Electronic – I’m trying to measure relativistic speeds with an FPGA — are the results legit

fpga

I've been teaching myself FPGA programming in Verilog over the past year during the COVID-19 lockdown.

I found a discussion of whether it was possible to measure the speed of light using an Arduino or other microcontroller and the consensus was that the processor speed was too slow and there were too many outside factors like system interrupts.

I figured an FPGA would be well suited to this task and it would be cool to see if I could directly measure the speed of a signal through a wire, which moves at something like 0.85 the speed of light. I've gotten code working on a DE10-lite development board that does this, but I'm having some issues understanding the results. I'm really looking for feedback on whether my approach works at all and what to look out for.

My code is very straightforward. A state machine starts in IDLE until a button press moves it to state "COUNTING." In COUNTING an output wire "measure_outW" is raised from 0 to 3.3 V and then a 100 MHz always block increments a register ("measure_counterR)." This always cycle continues until an input wire (measure_inW), which is pulled down to ground by a 12 kΩ resistor, goes high. Measure_outW and measure_inW are connected through the test object, a long spool of wire. So the number of 100 MHz cycles it takes for the signal to travel from measure_outW to measure_inW (through the long spool of wire) is recorded by measure_counterR.

The state then moves to "REPORT" and the binary value in measure_counterR is converted to binary-coded decimal and fed to a UART which displays it on a PC. (I chose this setup just to get practice using a UART in Verilog.)

I used a fresh roll of 24-gauge wire-wrapping wire as a test object. It's advertised as being approximately 305 meters in length. I get values around 264 clock cycles for the travel time. Now this is with a PLL clock of 100MHz. Another roll of the same wire gives me values around 274 so I feel I'm really measuring something.

Question 1. Does an always block, that runs at posedge of a 100MHz clock, occur at 100 MHz or at 50 MHz (because it's just the posedge)? Sorry, I don't have a scope that can handle these speeds. If it's 100 MHz then in each clock cycle the signal moves 0.85 x (3×108 m/s) * 1×10-8 s) = 2.55 m. It takes 264 cycles to get through the spool so 2.55 m x 264 = 673 m. This is more than twice what I'd expect.

Question 2. Is it legit to measure very short time intervals this way? Does the PLL clock synchronize itself across the FPGA so everything is simultaneous? Or does it keep the phase across the device, at the expense of the actual absolute number of cycles?

Question 3. The values I get move around a bit, and are affected by the position of the spool of wire and its feed-in wires. I'm surprised it isn't a fixed number of clock cycles. Why does it vary by about + or – 10 cycles? I know oscillators can vary ("jitter"), but does this manifest over such short intervals (i.e., only 264 cycles)?

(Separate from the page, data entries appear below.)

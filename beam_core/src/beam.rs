//! # Beam Configuration
//!
//! [`BeamConfig`] describes the structure: span length, support condition and
//! section stiffness. It is a plain JSON-serializable value; [`BeamConfig::model`]
//! validates it and derives the flexural rigidity once, producing the
//! [`BeamModel`] every solver works from.
//!
//! ## Support layouts
//!
//! ```text
//! SimplySupported   △━━━━━━━━━━━━━━━━━━○        pin at 0, roller at L
//! Cantilever        ▣━━━━━━━━━━━━━━━━━━         fixed at 0, free at L
//! FixedFixed        ▣━━━━━━━━━━━━━━━━━━▣        fixed at both ends
//! FixedPinned       ▣━━━━━━━━━━━━━━━━━━△        fixed at 0, pinned at L
//! MultiSpan{3}      △━━━━━━△━━━━━━△━━━━━━△      equal spans of L/3
//! ```
//!
//! ## Example
//!
//! ```rust
//! use beam_core::beam::{BeamConfig, SupportCondition};
//!
//! let beam = BeamConfig::simply_supported(10.0, 200.0, 100_000.0);
//! let model = beam.model().unwrap();
//! assert_eq!(model.support, SupportCondition::SimplySupported);
//! assert!((model.flexural_rigidity_nm2() - 2.0e8).abs() < 1e-3);
//! ```

use serde::{Deserialize, Serialize};

use crate::errors::{CalcError, CalcResult};
use crate::units::{
    CentimetersToFourth, Gigapascals, KiloNewtonSquareMeters, MetersToFourth, NewtonSquareMeters,
    Pascals,
};

/// Shortest span the solver accepts (m). Guards divisions by L.
pub const MIN_LENGTH_M: f64 = 1.0e-6;

/// Smallest flexural rigidity the solver accepts (N·m²). Guards divisions by EI.
pub const MIN_FLEXURAL_RIGIDITY_NM2: f64 = 1.0e-6;

// =============================================================================
// SUPPORT CONDITION
// =============================================================================

/// Support condition of the beam.
///
/// The solvers match on this exhaustively, so every support type is handled
/// explicitly in every formula set.
#[derive(Debug, Clone, Copy, PartialEq, Eq, Hash, Serialize, Deserialize, Default)]
#[serde(tag = "type", rename_all = "snake_case")]
pub enum SupportCondition {
    /// Pin at x = 0, roller at x = L. Statically determinate.
    #[default]
    SimplySupported,

    /// Fixed at x = 0, free at x = L. Statically determinate.
    Cantilever,

    /// Fixed at both ends. Statically indeterminate.
    FixedFixed,

    /// Fixed at x = 0, pinned at x = L (propped cantilever). Statically indeterminate.
    FixedPinned,

    /// `segments` equal spans on `segments + 1` pinned supports.
    ///
    /// Analyzed by isolating each loaded span as a simply-supported beam;
    /// continuity over interior supports is ignored.
    MultiSpan { segments: u32 },
}

impl SupportCondition {
    /// Get display name for UI
    pub fn display_name(&self) -> &'static str {
        match self {
            SupportCondition::SimplySupported => "Simply Supported",
            SupportCondition::Cantilever => "Cantilever",
            SupportCondition::FixedFixed => "Fixed-Fixed",
            SupportCondition::FixedPinned => "Fixed-Pinned",
            SupportCondition::MultiSpan { .. } => "Multi-Span",
        }
    }

    /// Returns true if reactions cannot be found from statics alone
    pub fn is_indeterminate(&self) -> bool {
        matches!(
            self,
            SupportCondition::FixedFixed
                | SupportCondition::FixedPinned
                | SupportCondition::MultiSpan { .. }
        )
    }

    /// Number of equal spans the beam is divided into
    pub fn span_count(&self) -> u32 {
        match self {
            SupportCondition::MultiSpan { segments } => *segments,
            _ => 1,
        }
    }
}

impl std::fmt::Display for SupportCondition {
    fn fmt(&self, f: &mut std::fmt::Formatter<'_>) -> std::fmt::Result {
        match self {
            SupportCondition::MultiSpan { segments } => {
                write!(f, "{} ({} spans)", self.display_name(), segments)
            }
            _ => write!(f, "{}", self.display_name()),
        }
    }
}

// =============================================================================
// BEAM CONFIG
// =============================================================================

/// Structure under analysis.
#[derive(Debug, Clone, PartialEq, Serialize, Deserialize)]
pub struct BeamConfig {
    /// Total beam length (m)
    pub length_m: f64,

    /// Support condition
    #[serde(default)]
    pub support: SupportCondition,

    /// Modulus of elasticity (GPa)
    pub elastic_modulus_gpa: f64,

    /// Moment of inertia (cm⁴)
    pub moment_of_inertia_cm4: f64,
}

impl BeamConfig {
    /// Create a beam with an explicit support condition
    pub fn new(
        length_m: f64,
        support: SupportCondition,
        elastic_modulus_gpa: f64,
        moment_of_inertia_cm4: f64,
    ) -> Self {
        Self {
            length_m,
            support,
            elastic_modulus_gpa,
            moment_of_inertia_cm4,
        }
    }

    /// Create a simply-supported beam
    pub fn simply_supported(length_m: f64, elastic_modulus_gpa: f64, moment_of_inertia_cm4: f64) -> Self {
        Self::new(
            length_m,
            SupportCondition::SimplySupported,
            elastic_modulus_gpa,
            moment_of_inertia_cm4,
        )
    }

    /// Create a cantilever fixed at x = 0
    pub fn cantilever(length_m: f64, elastic_modulus_gpa: f64, moment_of_inertia_cm4: f64) -> Self {
        Self::new(
            length_m,
            SupportCondition::Cantilever,
            elastic_modulus_gpa,
            moment_of_inertia_cm4,
        )
    }

    /// Create a beam fixed at both ends
    pub fn fixed_fixed(length_m: f64, elastic_modulus_gpa: f64, moment_of_inertia_cm4: f64) -> Self {
        Self::new(
            length_m,
            SupportCondition::FixedFixed,
            elastic_modulus_gpa,
            moment_of_inertia_cm4,
        )
    }

    /// Create a propped cantilever (fixed at x = 0, pinned at x = L)
    pub fn fixed_pinned(length_m: f64, elastic_modulus_gpa: f64, moment_of_inertia_cm4: f64) -> Self {
        Self::new(
            length_m,
            SupportCondition::FixedPinned,
            elastic_modulus_gpa,
            moment_of_inertia_cm4,
        )
    }

    /// Create a beam of `segments` equal spans
    pub fn multi_span(
        length_m: f64,
        segments: u32,
        elastic_modulus_gpa: f64,
        moment_of_inertia_cm4: f64,
    ) -> Self {
        Self::new(
            length_m,
            SupportCondition::MultiSpan { segments },
            elastic_modulus_gpa,
            moment_of_inertia_cm4,
        )
    }

    /// Flexural rigidity EI = E(Pa) × I(m⁴), in N·m²
    pub fn flexural_rigidity(&self) -> NewtonSquareMeters {
        let e: Pascals = Gigapascals(self.elastic_modulus_gpa).into();
        let i: MetersToFourth = CentimetersToFourth(self.moment_of_inertia_cm4).into();
        e * i
    }

    /// Validate input parameters
    pub fn validate(&self) -> CalcResult<()> {
        if !self.length_m.is_finite() || self.length_m < MIN_LENGTH_M {
            return Err(CalcError::invalid_configuration(
                "length_m",
                self.length_m.to_string(),
                "Beam length must be positive",
            ));
        }
        if !self.elastic_modulus_gpa.is_finite() || self.elastic_modulus_gpa <= 0.0 {
            return Err(CalcError::invalid_configuration(
                "elastic_modulus_gpa",
                self.elastic_modulus_gpa.to_string(),
                "Elastic modulus must be positive",
            ));
        }
        if !self.moment_of_inertia_cm4.is_finite() || self.moment_of_inertia_cm4 <= 0.0 {
            return Err(CalcError::invalid_configuration(
                "moment_of_inertia_cm4",
                self.moment_of_inertia_cm4.to_string(),
                "Moment of inertia must be positive",
            ));
        }

        let ei = self.flexural_rigidity();
        if !ei.0.is_finite() || ei.0 < MIN_FLEXURAL_RIGIDITY_NM2 {
            return Err(CalcError::invalid_configuration(
                "flexural_rigidity",
                ei.0.to_string(),
                "EI is effectively zero - deflection is undefined",
            ));
        }

        if let SupportCondition::MultiSpan { segments } = self.support {
            if segments < 1 {
                return Err(CalcError::invalid_configuration(
                    "segments",
                    segments.to_string(),
                    "A multi-span beam needs at least one span",
                ));
            }
            let span = self.length_m / f64::from(segments);
            if span < MIN_LENGTH_M {
                return Err(CalcError::invalid_configuration(
                    "segments",
                    segments.to_string(),
                    format!("Individual span of {span} m is too short"),
                ));
            }
        }

        Ok(())
    }

    /// Validate and derive the solver model
    pub fn model(&self) -> CalcResult<BeamModel> {
        self.validate()?;
        let ei: KiloNewtonSquareMeters = self.flexural_rigidity().into();
        Ok(BeamModel {
            length_m: self.length_m,
            support: self.support,
            ei_knm2: ei.0,
        })
    }
}

impl Default for BeamConfig {
    fn default() -> Self {
        Self::simply_supported(10.0, 200.0, 100_000.0)
    }
}

// =============================================================================
// BEAM MODEL
// =============================================================================

/// A validated beam with its flexural rigidity derived.
///
/// Built once per request by [`BeamConfig::model`] and shared by every solve
/// the request performs (all axles, all sweep positions).
#[derive(Debug, Clone, Copy, PartialEq)]
pub struct BeamModel {
    /// Total beam length (m)
    pub length_m: f64,
    /// Support condition
    pub support: SupportCondition,
    /// Flexural rigidity (kN·m²)
    pub ei_knm2: f64,
}

impl BeamModel {
    /// Flexural rigidity in N·m²
    pub fn flexural_rigidity_nm2(&self) -> f64 {
        self.ei_knm2 * 1000.0
    }

    /// Length of one span (the full length unless the beam is multi-span)
    pub fn span_length_m(&self) -> f64 {
        self.length_m / f64::from(self.support.span_count())
    }

    /// Positions of the supports from the left end (m)
    pub fn support_positions(&self) -> Vec<f64> {
        match self.support {
            SupportCondition::Cantilever => vec![0.0],
            SupportCondition::SimplySupported
            | SupportCondition::FixedFixed
            | SupportCondition::FixedPinned => vec![0.0, self.length_m],
            SupportCondition::MultiSpan { segments } => {
                let span = self.span_length_m();
                (0..=segments)
                    .map(|k| if k == segments { self.length_m } else { f64::from(k) * span })
                    .collect()
            }
        }
    }

    /// Index of the span containing `x_m`. Points on an interior support belong
    /// to the span on their right; the far end belongs to the last span.
    pub fn span_index(&self, x_m: f64) -> usize {
        let count = self.support.span_count() as usize;
        let idx = (x_m / self.span_length_m()).floor();
        if idx <= 0.0 {
            0
        } else {
            (idx as usize).min(count - 1)
        }
    }

    /// Start and end of span `index` (m)
    pub fn span_bounds(&self, index: usize) -> (f64, f64) {
        let count = self.support.span_count() as usize;
        let span = self.span_length_m();
        let start = index as f64 * span;
        let end = if index + 1 >= count {
            self.length_m
        } else {
            (index + 1) as f64 * span
        };
        (start, end)
    }
}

Question 4. I've measured two different spools of wire with different values. But when I combine them into one long test object the resulting time is a somewhat less than the sum of their individual times. Is there a capacitive or inductive effect happening? I'm just turning the line from low to high– not sending pulses so it's not an AC signal.

Best Answer

You're measuring how long

  1. The source current of your output pin

takes to charge up

  1. The capacitance of your input pin

through

  1. The inductance of your coil of wire

until it reaches

  1. The threshold voltage of your input pin.

Number 3 is related to the length of your wire, but not as directly as you would think. It's also influenced by the geometry of the wire (the value you get with it laid in a coil like that is very different from the value you would get if it made a single 100m-diameter circle) and by the presence of any conductive objects nearby. Numbers 1, 2, and 4 have nothing to do with the wire you're testing; mostly they're fixed properties of the FPGA chip, but they are liable to vary several percent depending on things like your supply voltage and the ambient temperature.

Your experiment isn't impossible, but there are several things you would have to change before you stand any chance of measuring the thing you're trying to measure. Replacing the wire with coax (to reduce interaction with the outside world) and impedance-matching the whole system would be a first step.

You may also be interested in looking up time-domain reflectometry (in which only one end of the cable is connected to the measurement device, and the length can be found by looking for the reflection of the signal from the far end) and frequency-domain reflectometry (in which, instead of sending a single pulse down the cable, we send various frequencies of sine waves, and measure the magnitude and phase of the reflected signals relative to the original). The cost of that last one has come down quite a bit in recent years.